# YOUR GOAL
In the entries below, find each line with the word "changed" and return it.

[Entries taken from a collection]
_ _ _

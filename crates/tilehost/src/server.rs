//! `TilehostServer` builder and server loop.
//!
//! This is the entry point for running a Tilehost server. It ties
//! together all the layers: listeners → handler → sessions → processes,
//! plus the idle monitor and milestone ingestion running alongside.

use std::net::SocketAddr;
use std::sync::Arc;
use std::time::Duration;

use tilehost_config::ServerConfig;
use tilehost_monitor::{IdleMonitor, MonitorConfig, MonitorEvent, StatusFile};
use tilehost_process::{ProcessHandle, ProcessSupervisor, SupervisorConfig, TerminationReason};
use tilehost_protocol::{Codec, JsonCodec};
use tilehost_record::MilestoneTail;
use tilehost_session::{CredentialStore, SessionId, SessionRegistry};
use tilehost_transport::ListenerSet;
use tokio::sync::{broadcast, watch};
use tokio::task::JoinSet;
use tracing::{debug, error, info, warn};

use crate::handler::handle_connection;
use crate::TilehostError;

/// How often the milestone file is checked for new lines.
const MILESTONE_POLL: Duration = Duration::from_secs(1);

/// Extra time granted on shutdown beyond the kill timeout.
const SHUTDOWN_SLACK: Duration = Duration::from_secs(5);

/// Shared server state passed to each connection handler task.
pub(crate) struct ServerState<C: Codec> {
    pub(crate) config: Arc<ServerConfig>,
    pub(crate) registry: Arc<SessionRegistry>,
    pub(crate) credentials: CredentialStore,
    pub(crate) supervisor: ProcessSupervisor,
    pub(crate) codec: C,
    /// Flips to `true` once every game has been stopped on shutdown.
    pub(crate) closing: watch::Receiver<bool>,
}

/// Builder for configuring and starting a Tilehost server.
///
/// ```rust,ignore
/// let config = ServerConfig::load(Path::new("tilehost.toml"))?;
/// let server = TilehostServer::builder(config).build().await?;
/// server.run().await
/// ```
pub struct TilehostServerBuilder {
    config: ServerConfig,
    supervisor: Option<SupervisorConfig>,
    monitor: Option<MonitorConfig>,
    handshake_timeout: Duration,
}

impl TilehostServerBuilder {
    pub fn new(config: ServerConfig) -> Self {
        Self {
            config,
            supervisor: None,
            monitor: None,
            handshake_timeout: Duration::from_secs(10),
        }
    }

    /// Overrides the process settings derived from the configuration.
    pub fn supervisor_config(mut self, config: SupervisorConfig) -> Self {
        self.supervisor = Some(config);
        self
    }

    /// Overrides the monitor settings derived from the configuration.
    pub fn monitor_config(mut self, config: MonitorConfig) -> Self {
        self.monitor = Some(config);
        self
    }

    /// Bound on the TLS plus WebSocket handshake of each connection.
    pub fn handshake_timeout(mut self, timeout: Duration) -> Self {
        self.handshake_timeout = timeout;
        self
    }

    /// Binds every listener and opens the password database.
    ///
    /// # Errors
    /// A bind or TLS failure ([`TilehostError::Config`]) or an unreadable
    /// password database.
    pub async fn build(self) -> Result<TilehostServer<JsonCodec>, TilehostError> {
        let config = Arc::new(self.config);
        let listeners = ListenerSet::bind(config.endpoints(), config.tls.as_ref()).await?;
        let credentials = CredentialStore::open(
            &config.auth,
            config.nick_policy().clone(),
            config.token_lifetime(),
        )
        .await?;

        let supervisor = ProcessSupervisor::new(
            self.supervisor
                .unwrap_or_else(|| supervisor_config(&config)),
        );
        let monitor = IdleMonitor::new(
            self.monitor
                .unwrap_or_else(|| MonitorConfig::from_settings(&config.server)),
        );
        let (closing_tx, closing_rx) = watch::channel(false);
        let (shutdown_tx, _) = watch::channel(false);

        let state = Arc::new(ServerState {
            registry: Arc::new(SessionRegistry::new(config.server.max_connections)),
            config,
            credentials,
            supervisor,
            codec: JsonCodec,
            closing: closing_rx,
        });

        Ok(TilehostServer {
            listeners,
            state,
            monitor,
            shutdown: Arc::new(shutdown_tx),
            closing: closing_tx,
            handshake_timeout: self.handshake_timeout,
        })
    }
}

/// Process settings derived from the configuration file.
pub fn supervisor_config(config: &ServerConfig) -> SupervisorConfig {
    SupervisorConfig {
        kill_timeout: config.server.kill_timeout(),
        connect_timeout: config.server.spawn_timeout(),
        server_socket_path: config.server.server_socket_path.clone(),
        term_size: config.recording.term_size,
        init_player_program: config.server.init_player_program.clone(),
        ..SupervisorConfig::default()
    }
}

/// Asks a running server to shut down. Cheap to clone.
#[derive(Clone)]
pub struct ShutdownHandle(Arc<watch::Sender<bool>>);

impl ShutdownHandle {
    pub fn trigger(&self) {
        self.0.send_replace(true);
    }
}

/// A bound Tilehost server.
///
/// Call [`run()`](Self::run) to start accepting connections.
pub struct TilehostServer<C: Codec> {
    listeners: ListenerSet,
    state: Arc<ServerState<C>>,
    monitor: IdleMonitor,
    shutdown: Arc<watch::Sender<bool>>,
    closing: watch::Sender<bool>,
    handshake_timeout: Duration,
}

impl TilehostServer<JsonCodec> {
    pub fn builder(config: ServerConfig) -> TilehostServerBuilder {
        TilehostServerBuilder::new(config)
    }
}

impl<C: Codec + 'static> TilehostServer<C> {
    /// The addresses the listeners actually bound, in configuration order.
    pub fn local_addrs(&self) -> Vec<SocketAddr> {
        self.listeners.bound().iter().map(|b| b.local_addr).collect()
    }

    pub fn registry(&self) -> Arc<SessionRegistry> {
        Arc::clone(&self.state.registry)
    }

    pub fn monitor_events(&self) -> broadcast::Receiver<MonitorEvent> {
        self.monitor.subscribe()
    }

    pub fn shutdown_handle(&self) -> ShutdownHandle {
        ShutdownHandle(Arc::clone(&self.shutdown))
    }

    /// Runs the accept loop until shut down.
    ///
    /// Shutdown order: stop accepting, stop every game (graceful, bounded
    /// by the kill timeout), close the remaining connections, stop the
    /// background tasks, save the password database.
    pub async fn run(mut self) -> Result<(), TilehostError> {
        let mut shutdown = self.shutdown.subscribe();
        let (background_tx, background_rx) = watch::channel(false);

        let registry = Arc::clone(&self.state.registry);
        let monitor_task = tokio::spawn(self.monitor.run(Arc::clone(&registry), background_rx.clone()));
        let milestone_task = self.state.config.recording.milestone_file.clone().map(|path| {
            let tail = MilestoneTail::new(path, MILESTONE_POLL);
            tokio::spawn(tail.run(Arc::clone(&registry), background_rx.clone()))
        });
        let status_task = self.state.config.server.status_file.clone().map(|path| {
            let status = StatusFile::new(path, self.state.config.server.status_file_update_rate());
            tokio::spawn(status.run(Arc::clone(&registry), background_rx.clone()))
        });

        info!(
            server_id = %self.state.config.server.server_id,
            listeners = self.listeners.bound().len(),
            games = self.state.config.games().len(),
            "Tilehost server running"
        );

        // A trigger that arrived before `run` is already marked seen.
        let mut stopping = *shutdown.borrow();
        while !stopping {
            tokio::select! {
                accepted = self.listeners.accept() => {
                    let Some(accepted) = accepted else { break };
                    let state = Arc::clone(&self.state);
                    let timeout = self.handshake_timeout;
                    // The handshake runs in the connection's own task so a
                    // slow client never holds up the accept path.
                    tokio::spawn(async move {
                        let peer = accepted.peer;
                        let conn = match accepted.upgrade(timeout).await {
                            Ok(conn) => conn,
                            Err(e) => {
                                debug!(%peer, error = %e, "handshake failed");
                                return;
                            }
                        };
                        if let Err(e) = handle_connection(conn, state).await {
                            debug!(%peer, error = %e, "connection ended with error");
                        }
                    });
                }
                changed = shutdown.changed() => {
                    stopping = changed.is_err() || *shutdown.borrow();
                }
            }
        }

        info!("shutting down");
        self.listeners.shutdown();
        stop_all_games(&registry, self.state.supervisor.config().kill_timeout).await;
        self.closing.send_replace(true);
        background_tx.send_replace(true);

        if let Err(e) = monitor_task.await {
            warn!(error = %e, "monitor task failed");
        }
        if let Some(task) = milestone_task {
            if let Err(e) = task.await {
                warn!(error = %e, "milestone task failed");
            }
        }
        if let Some(task) = status_task {
            if let Err(e) = task.await {
                warn!(error = %e, "status file task failed");
            }
        }
        if let Err(e) = self.state.credentials.flush().await {
            error!(error = %e, "password database not saved on shutdown");
        }
        info!("shutdown complete");
        Ok(())
    }
}

/// Gracefully terminates every live game and waits, at most the kill
/// timeout plus a little slack, for all of them.
async fn stop_all_games(registry: &SessionRegistry, kill_timeout: Duration) {
    let mut set = JoinSet::new();
    for session in registry.sessions() {
        if let Some(handle) = session.process().cloned() {
            set.spawn(async move { handle.terminate(true, TerminationReason::Shutdown).await });
        }
    }
    if set.is_empty() {
        return;
    }
    info!(games = set.len(), "stopping games");
    let all = async { while set.join_next().await.is_some() {} };
    if tokio::time::timeout(kill_timeout + SHUTDOWN_SLACK, all).await.is_err() {
        warn!("some games did not stop in time");
    }
}

/// Removes the session once its game exits, whether or not anyone is
/// attached.
pub(crate) fn reap_on_exit(registry: Arc<SessionRegistry>, id: SessionId, handle: ProcessHandle) {
    tokio::spawn(async move {
        let state = handle.wait_exit().await;
        if registry.remove(&id).is_some() {
            info!(session_id = %id, %state, "game ended; session removed");
        }
    });
}
//! The listener set: every configured endpoint, bound once, fanned into
//! one stream of accepted connections.
//!
//! Binding is all-or-nothing. If any endpoint fails to bind, the ones
//! already bound are dropped and the error is returned; the server never
//! runs with half its listeners.
//!
//! Each listener gets its own accept task that does nothing but
//! `accept()` and forward the raw socket. The TLS and WebSocket
//! handshakes happen later, in the connection's own task, so a slow
//! client cannot stall the accept path.

use std::net::SocketAddr;

use tilehost_config::{ConfigError, ListenerEndpoint, TlsSettings};
use tokio::net::{TcpListener, TcpStream};
use tokio::sync::mpsc;
use tokio::task::JoinHandle;
use tokio_rustls::TlsAcceptor;

use crate::tls::load_acceptor;

/// Bounded so a flood of connects applies backpressure to the accept
/// tasks instead of growing memory.
const ACCEPT_QUEUE: usize = 256;

/// A raw accepted socket, tagged with the endpoint that accepted it.
pub struct AcceptedConnection {
    pub tcp: TcpStream,
    pub peer: SocketAddr,
    pub endpoint: ListenerEndpoint,
    /// Present when the endpoint is a TLS endpoint.
    pub tls: Option<TlsAcceptor>,
}

impl AcceptedConnection {
    pub fn is_tls(&self) -> bool {
        self.tls.is_some()
    }
}

/// One bound endpoint and the address the OS actually gave it.
#[derive(Debug, Clone)]
pub struct BoundListener {
    pub endpoint: ListenerEndpoint,
    pub local_addr: SocketAddr,
}

/// Every listener of the server.
pub struct ListenerSet {
    rx: mpsc::Receiver<AcceptedConnection>,
    bound: Vec<BoundListener>,
    tasks: Vec<JoinHandle<()>>,
}

impl ListenerSet {
    /// Binds every endpoint and starts accepting.
    ///
    /// # Errors
    /// [`ConfigError::Bind`] for the first endpoint that fails to bind;
    /// TLS loading errors if a TLS endpoint is present.
    pub async fn bind(
        endpoints: &[ListenerEndpoint],
        tls: Option<&TlsSettings>,
    ) -> Result<Self, ConfigError> {
        if endpoints.is_empty() {
            return Err(ConfigError::NoListeners);
        }

        let acceptor = match (endpoints.iter().any(|e| e.tls), tls) {
            (true, Some(settings)) => Some(load_acceptor(settings)?),
            (true, None) => {
                return Err(ConfigError::MissingTlsMaterial {
                    kind: "certificate",
                    path: Default::default(),
                });
            }
            (false, _) => None,
        };

        // Bind everything before spawning anything so a failure leaves
        // no accept task behind.
        let mut listeners = Vec::with_capacity(endpoints.len());
        for endpoint in endpoints {
            let addr = endpoint.bind_addr();
            let listener = TcpListener::bind(&addr)
                .await
                .map_err(|source| ConfigError::Bind { addr, source })?;
            let local_addr = listener.local_addr().map_err(|source| ConfigError::Bind {
                addr: endpoint.bind_addr(),
                source,
            })?;
            tracing::info!(%endpoint, %local_addr, "listening");
            listeners.push((listener, BoundListener {
                endpoint: endpoint.clone(),
                local_addr,
            }));
        }

        let (tx, rx) = mpsc::channel(ACCEPT_QUEUE);
        let mut bound = Vec::with_capacity(listeners.len());
        let mut tasks = Vec::with_capacity(listeners.len());
        for (listener, info) in listeners {
            let tls = if info.endpoint.tls { acceptor.clone() } else { None };
            tasks.push(tokio::spawn(accept_loop(
                listener,
                info.endpoint.clone(),
                tls,
                tx.clone(),
            )));
            bound.push(info);
        }

        Ok(Self { rx, bound, tasks })
    }

    /// Waits for the next accepted connection from any endpoint.
    ///
    /// Returns `None` once the set has been shut down.
    pub async fn accept(&mut self) -> Option<AcceptedConnection> {
        self.rx.recv().await
    }

    /// The bound endpoints, in configuration order.
    pub fn bound(&self) -> &[BoundListener] {
        &self.bound
    }

    /// Stops accepting. Connections already accepted are unaffected.
    pub fn shutdown(&mut self) {
        for task in self.tasks.drain(..) {
            task.abort();
        }
        self.rx.close();
        tracing::info!("listeners closed");
    }
}

impl Drop for ListenerSet {
    fn drop(&mut self) {
        for task in &self.tasks {
            task.abort();
        }
    }
}

async fn accept_loop(
    listener: TcpListener,
    endpoint: ListenerEndpoint,
    tls: Option<TlsAcceptor>,
    tx: mpsc::Sender<AcceptedConnection>,
) {
    loop {
        match listener.accept().await {
            Ok((tcp, peer)) => {
                tracing::debug!(%endpoint, %peer, "accepted");
                let conn = AcceptedConnection {
                    tcp,
                    peer,
                    endpoint: endpoint.clone(),
                    tls: tls.clone(),
                };
                if tx.send(conn).await.is_err() {
                    break;
                }
            }
            Err(e) => {
                // Usually EMFILE or a reset during accept. Back off so a
                // persistent error does not spin.
                tracing::warn!(%endpoint, error = %e, "accept failed");
                tokio::time::sleep(std::time::Duration::from_millis(100)).await;
            }
        }
    }
}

_ _ _

# SOLUTION TO THIS PROBLEM
                changed = shutdown.changed() => {
                    stopping = changed.is_err() || *shutdown.borrow();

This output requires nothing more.